For the records below, give the number of lines in which "WttrResponse" appears, and add nothing else.

(Supplied data)

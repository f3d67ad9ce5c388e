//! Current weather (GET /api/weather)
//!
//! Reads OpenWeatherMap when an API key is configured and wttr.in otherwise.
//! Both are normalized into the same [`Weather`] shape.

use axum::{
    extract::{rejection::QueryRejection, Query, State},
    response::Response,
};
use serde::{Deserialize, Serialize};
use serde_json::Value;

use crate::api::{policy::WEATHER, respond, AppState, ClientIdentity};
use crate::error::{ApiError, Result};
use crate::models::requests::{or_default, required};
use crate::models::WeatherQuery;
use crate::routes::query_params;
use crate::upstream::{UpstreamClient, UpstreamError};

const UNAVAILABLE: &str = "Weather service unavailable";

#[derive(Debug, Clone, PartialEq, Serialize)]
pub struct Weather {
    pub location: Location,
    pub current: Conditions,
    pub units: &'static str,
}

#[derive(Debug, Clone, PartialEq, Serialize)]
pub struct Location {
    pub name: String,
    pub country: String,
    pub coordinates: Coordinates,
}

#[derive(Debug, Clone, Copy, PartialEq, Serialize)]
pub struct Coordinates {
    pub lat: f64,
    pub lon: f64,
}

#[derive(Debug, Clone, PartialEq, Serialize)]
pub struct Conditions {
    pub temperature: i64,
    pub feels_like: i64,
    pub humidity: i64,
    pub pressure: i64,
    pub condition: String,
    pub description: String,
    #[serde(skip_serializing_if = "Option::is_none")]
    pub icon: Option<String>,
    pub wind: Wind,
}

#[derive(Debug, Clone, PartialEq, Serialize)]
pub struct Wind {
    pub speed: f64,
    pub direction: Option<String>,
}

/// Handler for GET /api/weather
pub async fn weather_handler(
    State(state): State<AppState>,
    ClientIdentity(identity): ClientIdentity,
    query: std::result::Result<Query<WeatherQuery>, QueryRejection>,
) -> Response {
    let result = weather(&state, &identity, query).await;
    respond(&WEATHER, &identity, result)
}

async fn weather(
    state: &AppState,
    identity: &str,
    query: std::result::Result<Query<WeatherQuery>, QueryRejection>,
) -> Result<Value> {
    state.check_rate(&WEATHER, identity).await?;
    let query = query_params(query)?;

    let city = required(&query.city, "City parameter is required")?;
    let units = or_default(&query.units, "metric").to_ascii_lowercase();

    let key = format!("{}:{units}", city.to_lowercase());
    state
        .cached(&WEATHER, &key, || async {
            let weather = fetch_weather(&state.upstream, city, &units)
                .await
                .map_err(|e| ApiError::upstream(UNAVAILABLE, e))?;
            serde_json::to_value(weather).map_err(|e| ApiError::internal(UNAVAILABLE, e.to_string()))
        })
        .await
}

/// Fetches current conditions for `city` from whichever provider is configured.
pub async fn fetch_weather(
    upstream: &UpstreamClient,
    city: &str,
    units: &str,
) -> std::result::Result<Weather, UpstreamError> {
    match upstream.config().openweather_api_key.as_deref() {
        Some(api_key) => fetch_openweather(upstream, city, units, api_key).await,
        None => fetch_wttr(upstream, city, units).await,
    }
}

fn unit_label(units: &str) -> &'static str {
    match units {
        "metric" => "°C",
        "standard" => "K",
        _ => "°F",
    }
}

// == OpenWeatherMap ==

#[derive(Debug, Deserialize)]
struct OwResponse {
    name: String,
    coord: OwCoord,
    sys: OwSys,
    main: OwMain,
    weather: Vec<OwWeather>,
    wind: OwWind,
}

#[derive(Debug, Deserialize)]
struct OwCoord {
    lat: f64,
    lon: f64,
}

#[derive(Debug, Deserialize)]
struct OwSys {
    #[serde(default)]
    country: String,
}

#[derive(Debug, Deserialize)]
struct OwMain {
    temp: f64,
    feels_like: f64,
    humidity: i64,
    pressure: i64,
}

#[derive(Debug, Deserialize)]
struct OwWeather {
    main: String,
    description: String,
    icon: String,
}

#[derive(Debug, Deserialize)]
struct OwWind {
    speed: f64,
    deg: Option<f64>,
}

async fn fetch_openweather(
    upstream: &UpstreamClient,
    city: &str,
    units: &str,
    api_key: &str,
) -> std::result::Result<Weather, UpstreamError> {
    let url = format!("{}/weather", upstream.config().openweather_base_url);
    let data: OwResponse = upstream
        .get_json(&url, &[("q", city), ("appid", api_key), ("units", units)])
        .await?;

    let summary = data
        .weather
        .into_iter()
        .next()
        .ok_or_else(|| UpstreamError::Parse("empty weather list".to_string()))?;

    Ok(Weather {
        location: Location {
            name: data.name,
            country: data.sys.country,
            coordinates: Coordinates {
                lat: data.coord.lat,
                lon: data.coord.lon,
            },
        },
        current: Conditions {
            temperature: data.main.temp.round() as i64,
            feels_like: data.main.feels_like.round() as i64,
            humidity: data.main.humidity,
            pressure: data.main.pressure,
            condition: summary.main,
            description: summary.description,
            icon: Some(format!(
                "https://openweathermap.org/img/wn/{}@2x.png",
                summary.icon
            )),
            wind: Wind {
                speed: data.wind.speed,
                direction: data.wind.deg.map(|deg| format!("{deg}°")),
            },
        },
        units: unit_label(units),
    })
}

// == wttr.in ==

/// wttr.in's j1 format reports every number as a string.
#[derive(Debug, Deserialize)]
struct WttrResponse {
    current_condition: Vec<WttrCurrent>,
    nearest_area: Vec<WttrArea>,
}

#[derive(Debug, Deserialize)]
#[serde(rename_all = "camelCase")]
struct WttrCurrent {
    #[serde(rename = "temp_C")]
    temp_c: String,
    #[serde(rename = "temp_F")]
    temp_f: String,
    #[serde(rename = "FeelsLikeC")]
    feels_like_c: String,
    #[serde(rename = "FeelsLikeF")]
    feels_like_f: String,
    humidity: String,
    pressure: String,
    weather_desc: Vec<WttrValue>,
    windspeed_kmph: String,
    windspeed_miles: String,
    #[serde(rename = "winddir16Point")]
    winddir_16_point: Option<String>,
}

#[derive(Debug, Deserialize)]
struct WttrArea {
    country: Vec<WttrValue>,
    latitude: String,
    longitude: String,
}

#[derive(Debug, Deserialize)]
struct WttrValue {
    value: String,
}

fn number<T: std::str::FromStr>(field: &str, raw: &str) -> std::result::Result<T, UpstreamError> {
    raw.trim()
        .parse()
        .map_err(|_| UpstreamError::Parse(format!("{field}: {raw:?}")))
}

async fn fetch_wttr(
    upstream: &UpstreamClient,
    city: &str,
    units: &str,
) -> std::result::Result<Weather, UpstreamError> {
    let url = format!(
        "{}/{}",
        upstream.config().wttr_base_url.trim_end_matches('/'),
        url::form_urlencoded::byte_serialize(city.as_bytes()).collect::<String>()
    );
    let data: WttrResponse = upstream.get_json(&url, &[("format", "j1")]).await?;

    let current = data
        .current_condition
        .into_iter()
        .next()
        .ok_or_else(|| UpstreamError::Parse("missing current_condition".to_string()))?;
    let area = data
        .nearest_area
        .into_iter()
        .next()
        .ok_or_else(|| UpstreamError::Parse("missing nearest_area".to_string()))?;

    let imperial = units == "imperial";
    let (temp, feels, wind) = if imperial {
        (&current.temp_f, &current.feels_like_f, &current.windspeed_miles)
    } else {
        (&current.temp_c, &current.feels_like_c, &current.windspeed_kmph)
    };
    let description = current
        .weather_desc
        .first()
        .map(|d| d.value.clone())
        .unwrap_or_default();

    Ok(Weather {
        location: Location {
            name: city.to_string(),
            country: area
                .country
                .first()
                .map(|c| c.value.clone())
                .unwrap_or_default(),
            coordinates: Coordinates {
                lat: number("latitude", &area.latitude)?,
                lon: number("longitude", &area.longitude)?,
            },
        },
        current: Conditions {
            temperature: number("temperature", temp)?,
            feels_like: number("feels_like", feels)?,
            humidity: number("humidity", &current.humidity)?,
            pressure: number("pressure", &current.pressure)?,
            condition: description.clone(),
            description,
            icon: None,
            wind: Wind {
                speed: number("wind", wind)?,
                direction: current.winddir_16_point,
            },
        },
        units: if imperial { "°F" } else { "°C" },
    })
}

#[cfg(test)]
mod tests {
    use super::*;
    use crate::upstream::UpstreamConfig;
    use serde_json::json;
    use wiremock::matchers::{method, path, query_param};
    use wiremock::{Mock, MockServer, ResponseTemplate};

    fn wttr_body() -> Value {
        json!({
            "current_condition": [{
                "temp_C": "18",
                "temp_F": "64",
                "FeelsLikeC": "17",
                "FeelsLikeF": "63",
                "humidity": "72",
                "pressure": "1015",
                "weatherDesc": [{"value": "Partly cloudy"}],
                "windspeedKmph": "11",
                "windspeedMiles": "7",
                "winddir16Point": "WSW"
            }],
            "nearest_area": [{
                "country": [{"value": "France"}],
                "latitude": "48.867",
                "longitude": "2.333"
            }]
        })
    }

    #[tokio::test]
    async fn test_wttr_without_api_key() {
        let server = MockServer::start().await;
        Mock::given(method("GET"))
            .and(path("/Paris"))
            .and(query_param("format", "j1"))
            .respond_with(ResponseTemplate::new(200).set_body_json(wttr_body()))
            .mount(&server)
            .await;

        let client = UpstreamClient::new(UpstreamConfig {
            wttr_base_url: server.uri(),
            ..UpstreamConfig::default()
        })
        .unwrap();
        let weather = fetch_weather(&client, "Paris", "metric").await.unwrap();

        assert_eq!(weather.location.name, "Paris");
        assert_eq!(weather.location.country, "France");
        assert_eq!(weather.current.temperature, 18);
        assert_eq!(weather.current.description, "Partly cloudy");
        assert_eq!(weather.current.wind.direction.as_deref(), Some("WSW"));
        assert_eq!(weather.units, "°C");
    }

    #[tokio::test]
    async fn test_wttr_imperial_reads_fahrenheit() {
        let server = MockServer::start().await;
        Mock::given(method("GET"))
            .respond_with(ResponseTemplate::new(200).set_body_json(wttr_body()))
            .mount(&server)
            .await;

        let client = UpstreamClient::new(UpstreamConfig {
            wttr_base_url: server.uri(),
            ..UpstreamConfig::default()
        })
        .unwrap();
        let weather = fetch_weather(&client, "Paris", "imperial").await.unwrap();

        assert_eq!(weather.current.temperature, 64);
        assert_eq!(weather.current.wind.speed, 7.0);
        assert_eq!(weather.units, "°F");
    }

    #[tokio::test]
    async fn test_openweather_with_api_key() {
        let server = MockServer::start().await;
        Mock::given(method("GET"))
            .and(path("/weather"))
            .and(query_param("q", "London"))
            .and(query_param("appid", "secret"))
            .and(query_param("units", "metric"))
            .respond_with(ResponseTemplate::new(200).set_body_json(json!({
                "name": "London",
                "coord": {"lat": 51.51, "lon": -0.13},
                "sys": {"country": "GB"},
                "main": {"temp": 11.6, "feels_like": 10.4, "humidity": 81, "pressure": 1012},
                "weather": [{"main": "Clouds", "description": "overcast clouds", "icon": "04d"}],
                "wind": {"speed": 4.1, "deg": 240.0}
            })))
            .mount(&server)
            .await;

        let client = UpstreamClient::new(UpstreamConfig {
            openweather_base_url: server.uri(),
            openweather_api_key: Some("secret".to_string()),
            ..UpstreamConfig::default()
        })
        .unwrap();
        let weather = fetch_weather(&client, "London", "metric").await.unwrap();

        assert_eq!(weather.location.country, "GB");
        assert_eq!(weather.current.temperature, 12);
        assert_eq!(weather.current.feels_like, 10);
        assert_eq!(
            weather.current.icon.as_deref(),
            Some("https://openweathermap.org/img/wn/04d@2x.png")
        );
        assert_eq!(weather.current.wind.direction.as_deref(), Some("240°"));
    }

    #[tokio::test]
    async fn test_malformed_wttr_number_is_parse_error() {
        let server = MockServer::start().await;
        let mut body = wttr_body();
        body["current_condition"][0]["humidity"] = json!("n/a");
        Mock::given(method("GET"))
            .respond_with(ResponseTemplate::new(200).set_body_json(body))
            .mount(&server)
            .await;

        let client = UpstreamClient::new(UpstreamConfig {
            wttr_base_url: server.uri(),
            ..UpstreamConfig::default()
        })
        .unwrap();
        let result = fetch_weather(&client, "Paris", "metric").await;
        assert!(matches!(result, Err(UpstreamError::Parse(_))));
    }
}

(End Supplied data)

__Completed exercise__:
2